L'une des façons de considérer ces perspectives équivoques est que les prévisions de croissance des bénéfices pour l'ensemble de l'année, tant pour le S&P500 que pour le Stoxx 600 européen, sont désormais exactement égales à zéro - même si elles passent à 12 % en 2024 pour le S&P500 et à 8 % l'année prochaine pour l'Europe.

Une autre raison est qu'il n'y a pas de réduction complète des taux de la Fed par rapport aux niveaux actuels avant plus d'un an - presque deux hausses dans l'intervalle, qui ne seront que partiellement annulées d'ici là.
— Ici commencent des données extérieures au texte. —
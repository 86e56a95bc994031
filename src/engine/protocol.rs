//! Engine remote-control (RC) line protocol.
//!
//! Commands are single ASCII lines terminated by `\n`. Responses are free text
//! prefixed with `> ` prompts and interleaved with engine log lines.

use std::fmt;

/// Prompt marker printed by the engine before each response.
const PROMPT: &str = "> ";

/// Command sent to the engine over the control socket.
#[derive(Debug, Clone, PartialEq, Eq)]
pub enum EngineCommand {
  /// Set the output volume (engine units, 256 = 100%).
  Volume(i64),
  /// Enqueue a file and start playing it.
  Add(String),
  /// Jump to an absolute position in whole seconds.
  Seek(u32),
  /// Ask for the length of the current track in seconds.
  GetLength,
  /// Stop playback.
  Stop,
  /// Quit the engine process.
  Shutdown,
}

impl EngineCommand {
  /// Encode as a wire line, including the trailing newline.
  pub fn encode(&self) -> Vec<u8> {
    format!("{}\n", self).into_bytes()
  }
}

impl fmt::Display for EngineCommand {
  fn fmt(&self, f: &mut fmt::Formatter<'_>) -> fmt::Result {
    match self {
      EngineCommand::Volume(v) => write!(f, "volume {}", v),
      EngineCommand::Add(path) => write!(f, "add {}", path),
      EngineCommand::Seek(secs) => write!(f, "seek {}", secs),
      EngineCommand::GetLength => f.write_str("get_length"),
      EngineCommand::Stop => f.write_str("stop"),
      EngineCommand::Shutdown => f.write_str("shutdown"),
    }
  }
}

/// Extract the track length from a `get_length` response.
///
/// The engine may interleave log lines with the answer, and reports `0` while a
/// track is still being opened. Returns the first line that is a nonzero
/// integer, or `None` if there is none.
pub fn parse_length(raw: &str) -> Option<u64> {
  for line in raw.split('\n') {
    let candidate = strip_prompts(line);
    match candidate.parse::<u64>() {
      Ok(0) => log::debug!("Engine reported a zero track length, skipping"),
      Ok(length) => return Some(length),
      Err(_) => {}
    }
  }
  None
}

/// Remove prompt markers and carriage returns from engine output.
pub fn strip_prompts(raw: &str) -> String {
  raw
    .replace("\r\n", "\n")
    .replace(&format!("\n{}", PROMPT), "\n")
    .replace(PROMPT, "")
    .trim()
    .to_string()
}
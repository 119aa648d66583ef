use clap::{Parser, ValueEnum};
use miette::{IntoDiagnostic, Result};
use payterm::application::orchestrator::{MethodDetection, Orchestrator};
use payterm::domain::ports::{BankBox, SessionStoreBox};
use payterm::domain::session::PaymentMethod;
use payterm::infrastructure::bank_sim::{BankConfig, BankSimulator};
use payterm::infrastructure::channel::{TerminalChannel, TerminalConnection};
use payterm::infrastructure::in_memory::InMemorySessionStore;
use std::time::Duration;
use tracing_subscriber::EnvFilter;

#[derive(Clone, Copy, ValueEnum)]
enum Method {
    Nfc,
    Qr,
}

impl From<Method> for PaymentMethod {
    fn from(method: Method) -> Self {
        match method {
            Method::Nfc => PaymentMethod::Nfc,
            Method::Qr => PaymentMethod::Qr,
        }
    }
}

/// Runs one simulated terminal payment end to end and prints every event
/// the terminal display would receive.
#[derive(Parser)]
#[command(author, version, about, long_about = None)]
struct Cli {
    /// Amount in minor currency units (kopecks)
    #[arg(default_value_t = 10000)]
    amount: u64,

    /// Payment method the terminal reports
    #[arg(long, value_enum, default_value_t = Method::Nfc)]
    method: Method,

    /// Bank authorization success rate in [0, 1]
    #[arg(long, default_value_t = 0.9)]
    success_rate: f64,

    /// Injected authorize() latency in milliseconds
    #[arg(long, default_value_t = 500)]
    auth_delay_ms: u64,

    /// Injected capture() latency in milliseconds
    #[arg(long, default_value_t = 200)]
    capture_delay_ms: u64,
}

#[tokio::main]
async fn main() -> Result<()> {
    tracing_subscriber::fmt()
        .with_env_filter(EnvFilter::from_default_env())
        .init();

    let cli = Cli::parse();

    let bank = BankSimulator::new(BankConfig {
        success_rate: cli.success_rate.clamp(0.0, 1.0),
        response_delay: Duration::from_millis(cli.auth_delay_ms),
        capture_delay: Duration::from_millis(cli.capture_delay_ms),
    });
    let store: SessionStoreBox = Box::new(InMemorySessionStore::new());
    let bank: BankBox = Box::new(bank);
    let orchestrator = Orchestrator::new(store, bank, TerminalChannel::new());

    // One in-process terminal, registered through the same handshake a
    // remote terminal would use.
    let (connection, mut events) = TerminalConnection::new();
    orchestrator
        .handle_raw_event(
            &connection,
            serde_json::json!({ "type": "terminal_ready", "terminalId": "T1" }),
        )
        .await
        .into_diagnostic()?;

    let printer = tokio::spawn(async move {
        while let Some(event) = events.recv().await {
            match serde_json::to_string_pretty(&event) {
                Ok(json) => println!("<- {json}"),
                Err(e) => eprintln!("event render error: {e}"),
            }
        }
    });

    let session = orchestrator
        .request_payment("T1", cli.amount, "RUB", Some(cli.method.into()))
        .await
        .into_diagnostic()?;

    let detection = MethodDetection {
        method: cli.method.into(),
        amount: None,
        currency: None,
    };
    let final_session = orchestrator
        .handle_method_detected("T1", Some(&session.id), detection)
        .await
        .into_diagnostic()?;

    // Let the printer drain before reporting.
    tokio::time::sleep(Duration::from_millis(50)).await;
    printer.abort();

    println!(
        "session {}: {} (bank tx: {}, error: {})",
        final_session.id,
        final_session.status.as_str(),
        final_session.bank_transaction_id.as_deref().unwrap_or("-"),
        final_session
            .error_code
            .map(|c| format!("{c:?}"))
            .unwrap_or_else(|| "-".to_string()),
    );

    Ok(())
}
use crate::domain::session::Amount;
use crate::error::ErrorCode;
use chrono::{DateTime, Utc};
use serde::{Deserialize, Serialize};

/// What the orchestrator hands to the acquiring bank for authorization.
#[derive(Debug, Clone, PartialEq)]
pub struct PaymentData {
    pub amount: Amount,
    pub currency: String,
}

/// Error half of a failed bank response.
#[derive(Debug, Serialize, Deserialize, PartialEq, Clone)]
pub struct BankError {
    pub code: ErrorCode,
    pub message: String,
}

impl BankError {
    pub fn new(code: ErrorCode) -> Self {
        Self {
            code,
            message: code.message().to_string(),
        }
    }
}

#[derive(Debug, Serialize, Deserialize, PartialEq, Eq, Clone, Copy)]
#[serde(rename_all = "snake_case")]
pub enum BankStatus {
    Authorized,
    Declined,
    Captured,
    CaptureFailed,
    Voided,
}

/// Outcome of an authorize() call. The transaction id is present even on a
/// decline so every attempt stays traceable.
#[derive(Debug, Serialize, Deserialize, PartialEq, Clone)]
#[serde(rename_all = "camelCase")]
pub struct AuthorizationResult {
    pub success: bool,
    pub transaction_id: String,
    pub status: BankStatus,
    pub auth_code: Option<String>,
    pub amount: Option<Amount>,
    pub currency: Option<String>,
    pub error: Option<BankError>,
    pub timestamp: DateTime<Utc>,
}

#[derive(Debug, Serialize, Deserialize, PartialEq, Clone)]
#[serde(rename_all = "camelCase")]
pub struct CaptureResult {
    pub success: bool,
    pub transaction_id: String,
    pub status: BankStatus,
    pub amount: Option<Amount>,
    pub error: Option<BankError>,
    pub timestamp: DateTime<Utc>,
}

#[derive(Debug, Serialize, Deserialize, PartialEq, Clone)]
#[serde(rename_all = "camelCase")]
pub struct VoidResult {
    pub success: bool,
    pub transaction_id: String,
    pub status: BankStatus,
    pub timestamp: DateTime<Utc>,
}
Mais si une récession d'une année entière de l'économie au sens large ou des bénéfices ne se matérialise pas maintenant, et que les taux ne baissent pas à nouveau pendant plus de 12 mois, alors les obligations pourraient tout simplement être évincées des portefeuilles par un mélange de taux d'intérêt attractifs très sûrs de plus de 5 % ou d'actions et d'alternatives qui pourraient anticiper la reprise des bénéfices.

Pour tous les investisseurs, à l'exception des fonds de pension et d'assurance à long terme ou des banques, les obligations risquent de n'être ni un poisson ni une volaille pendant un certain temps encore.

Les opinions exprimées ici sont celles de l'auteur, chroniqueur pour Reuters.